Is there a way to make Playwright or Playwright Test run the same test file multiple times in parallel? The test file contains multiple tests which are and must be executed sequentially, which means that the parallelization shall only take place on file level (same file multiple times) but not within the file. If there is no built-in support in Playwright for that (haven't found anything in the docs), what's the recommended way of achieving this, short of duplicating the test file with multiple different file names (but same content) -- because we're talking about a parallelization level of several thousand times...
This thread is trying to answer question "How to run the same test file multiple times in parallel?"
@kaspar01 Have your tried using test.describe.configure({ mode: 'parallel' });
?
As described here: https://playwright.dev/docs/test-parallel#parallelize-tests-in-a-single-file
That's what I was trying:
import { test, expect } from '@playwright/test';
// with fullyParallel: false
test.describe.configure({ mode: 'serial' });
test.describe('Test Describe', () => {
let page;
let browser;
test.beforeAll(async ({ browser }) => {
page = await browser.newPage();
});
test.afterAll(async () => {
await page.close();
});
for (let i = 1; i <= 2; i++) {
test(`test A ${i}`, async ({ page }) => {
// ...
});
test(`test B ${i}`, async ({ page }) => {
// ...
});
}
})
Instead of using multiple test()
in the for loop, you could use a single test with multiple await test.step(...)
This especially makes sense as you intent to run the "inner tests" sequentially. Test steps are designed for this.
What do you think? Does that help?
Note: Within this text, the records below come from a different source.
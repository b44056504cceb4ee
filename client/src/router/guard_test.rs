use super::*;
use crate::router::routes::{ADMIN, CLIENTS, HOME, LOGIN, ROUTES};
use crate::session::storage::MemoryStorage;
use crate::state::auth::AuthStore;

fn signed_in(role: &str) -> Session {
    Session { token: "tok".to_owned(), user_email: "a@b.com".to_owned(), role: role.to_owned() }
}

// =============================================================
// guard
// =============================================================

#[test]
fn protected_routes_redirect_when_signed_out() {
    let anon = Session::default();
    for route in ROUTES.iter().filter(|r| r.requires_auth) {
        assert_eq!(guard(route, &anon), Navigation::Redirect("/login"), "{}", route.path);
    }
}

#[test]
fn unprotected_routes_always_proceed() {
    for session in [Session::default(), signed_in("Admin"), signed_in("Client")] {
        for route in ROUTES.iter().filter(|r| !r.requires_auth) {
            assert_eq!(guard(route, &session), Navigation::Proceed, "{}", route.path);
        }
    }
}

#[test]
fn protected_routes_proceed_when_signed_in() {
    for role in ["Admin", "Client", ""] {
        let session = signed_in(role);
        assert_eq!(guard(&ADMIN, &session), Navigation::Proceed);
        assert_eq!(guard(&CLIENTS, &session), Navigation::Proceed);
    }
}

#[test]
fn redirect_target_itself_proceeds() {
    let anon = Session::default();
    let Navigation::Redirect(target) = before_each("/admin", None, &anon) else {
        panic!("expected redirect");
    };
    assert_eq!(before_each(target, Some("/admin"), &anon), Navigation::Proceed);
}

// =============================================================
// before_each
// =============================================================

#[test]
fn unknown_paths_proceed() {
    assert_eq!(before_each("/does-not-exist", None, &Session::default()), Navigation::Proceed);
}

#[test]
fn before_each_normalizes_path() {
    assert_eq!(before_each("/clients/?tab=open", Some("/"), &Session::default()), Navigation::Redirect("/login"));
}

#[test]
fn scenario_client_session_can_enter_admin_route() {
    let mut auth = AuthStore::load(MemoryStorage::new());
    auth.login("abc123", "a@b.com", "Client");
    assert!(auth.is_authenticated());
    assert!(auth.is_client());
    assert!(!auth.is_admin());

    // No role-based restriction: any authenticated session passes.
    assert_eq!(before_each(ADMIN.path, Some(HOME.path), auth.session()), Navigation::Proceed);
}

#[test]
fn scenario_no_login_home_proceeds_clients_redirects() {
    let auth = AuthStore::load(MemoryStorage::new());
    assert_eq!(before_each("/", None, auth.session()), Navigation::Proceed);
    assert_eq!(before_each("/clients", Some("/"), auth.session()), Navigation::Redirect("/login"));
}

#[test]
fn logout_revokes_access_to_protected_routes() {
    let mut auth = AuthStore::load(MemoryStorage::new());
    auth.login("tok", "a@b.com", "Admin");
    assert_eq!(before_each("/admin", None, auth.session()), Navigation::Proceed);
    auth.logout();
    assert_eq!(before_each("/admin", None, auth.session()), Navigation::Redirect("/login"));
}

// =============================================================
// access
// =============================================================

#[test]
fn access_is_pending_until_loaded() {
    for session in [Session::default(), signed_in("Admin")] {
        for route in &ROUTES {
            assert_eq!(access(false, route, &session), Access::Pending, "{}", route.path);
        }
    }
}

#[test]
fn access_redirects_anonymous_from_protected_routes() {
    let anon = Session::default();
    assert_eq!(access(true, &ADMIN, &anon), Access::Redirect("/login"));
    assert_eq!(access(true, &CLIENTS, &anon), Access::Redirect("/login"));
    assert_eq!(access(true, &LOGIN, &anon), Access::Granted);
    assert_eq!(access(true, &HOME, &anon), Access::Granted);
}

#[test]
fn access_granted_to_any_signed_in_role() {
    assert_eq!(access(true, &ADMIN, &signed_in("Client")), Access::Granted);
    assert_eq!(access(true, &CLIENTS, &signed_in("Admin")), Access::Granted);
}

#[test]
fn access_follows_logout_on_protected_route() {
    let mut auth = AuthStore::load(MemoryStorage::new());
    auth.login("tok", "a@b.com", "Client");
    assert_eq!(access(auth.is_loaded(), &CLIENTS, auth.session()), Access::Granted);
    auth.logout();
    assert_eq!(access(auth.is_loaded(), &CLIENTS, auth.session()), Access::Redirect("/login"));
}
Work?
This seems to work.
I was using the hooks (beforeAll / afterAll ) to try to control how/when the browser initializes / teardown.
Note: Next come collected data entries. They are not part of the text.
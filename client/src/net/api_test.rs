use super::*;
use crate::net::authorizer::{AUTHORIZATION, CONTENT_TYPE};
use crate::session::storage::MemoryStorage;

fn store_with_token(token: &str) -> AuthStore<MemoryStorage> {
    let mut auth = AuthStore::load(MemoryStorage::new());
    auth.login(token, "a@b.com", "Admin");
    auth
}

#[test]
fn url_joins_base_and_path() {
    let api = ApiClient::new(API_BASE, store_with_token(""));
    assert_eq!(api.url("/service-requests"), "/api/service-requests");
    assert_eq!(api.url("auth/login"), "/api/auth/login");
}

#[test]
fn url_tolerates_trailing_slash_on_base() {
    let api = ApiClient::new("https://desk.example.com/api/", store_with_token(""));
    assert_eq!(api.url("/service-requests"), "https://desk.example.com/api/service-requests");
}

#[test]
fn request_headers_include_json_content_type() {
    let api = ApiClient::new(API_BASE, store_with_token(""));
    let headers = api.request_headers();
    assert_eq!(headers.get(CONTENT_TYPE).map(String::as_str), Some("application/json"));
    assert!(!headers.contains_key(AUTHORIZATION));
}

#[test]
fn request_headers_carry_bearer_when_signed_in() {
    let api = ApiClient::new(API_BASE, store_with_token("abc123"));
    assert_eq!(
        api.request_headers().get(AUTHORIZATION).map(String::as_str),
        Some("Bearer abc123")
    );
}

#[test]
fn request_headers_read_token_per_request() {
    let mut auth = AuthStore::load(MemoryStorage::new());
    {
        let api = ApiClient::new(API_BASE, &auth);
        assert!(!api.request_headers().contains_key(AUTHORIZATION));
    }
    auth.login("fresh", "c@d.com", "Client");
    {
        let api = ApiClient::new(API_BASE, &auth);
        assert_eq!(
            api.request_headers().get(AUTHORIZATION).map(String::as_str),
            Some("Bearer fresh")
        );
    }
}

#[test]
fn api_error_from_status_classifies_auth_failures() {
    assert_eq!(ApiError::from_status(401), ApiError::Unauthorized);
    assert_eq!(ApiError::from_status(403), ApiError::Forbidden);
    assert_eq!(ApiError::from_status(500), ApiError::Status(500));
}

#[test]
fn api_error_messages() {
    assert_eq!(ApiError::Status(502).to_string(), "request failed: 502");
    assert_eq!(ApiError::Unauthorized.to_string(), "not signed in");
}

#[test]
fn document_href_formats_expected_path() {
    assert_eq!(document_href(42), "/api/documents/42");
}

#[cfg(not(feature = "hydrate"))]
#[test]
fn calls_are_unavailable_outside_browser() {
    let api = ApiClient::new(API_BASE, store_with_token("tok"));
    let login = block_on_ready(api.login("a@b.com", "pw"));
    assert_eq!(login, Err(ApiError::Unavailable));
    let list = block_on_ready(api.service_requests());
    assert_eq!(list, Err(ApiError::Unavailable));
}

/// Drive a future that never suspends (the SSR stubs return immediately).
#[cfg(not(feature = "hydrate"))]
fn block_on_ready<F: std::future::Future>(fut: F) -> F::Output {
    use std::pin::pin;
    use std::task::{Context, Poll, Waker};

    let mut fut = pin!(fut);
    let mut cx = Context::from_waker(Waker::noop());
    match fut.as_mut().poll(&mut cx) {
        Poll::Ready(out) => out,
        Poll::Pending => panic!("stub future unexpectedly pending"),
    }
}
But I've realized that Playwright Test, while using the { page }
fixture, it already creates the window. I'm still closing it in the afterAll
hook though.
// @ts-check
import { test, expect } from '@playwright/test';
test.describe('My Test', () => {
// let browser;
// let page;
// test.beforeAll(async ({ browser }) => {
// page = await browser.newPage();
// });
test.afterAll(async ({ page }) => {
await page.close();
});
for (let i = 1; i <= 2; i++) {
test(`${i} - My Test instance`, async ({ page }) => {
await test.step(`Go to Google`, async () => {
await page.goto('https://www.google.com');
});
await test.step(`Go to Linux dot org`, async () => {
await page.goto('https://www.linux.org');
});
});
}
})
@jeflopodev No worries about hijacking, didn't notice the replies here earlier. Sorry. I'd also raised an issue on PW GitHub (https://github.com/microsoft/playwright/issues/22550) on this and indeed, the suggested solution is to simple enclose your test code by a loop that leads to the code get executed X times in parallel. And that works quite well.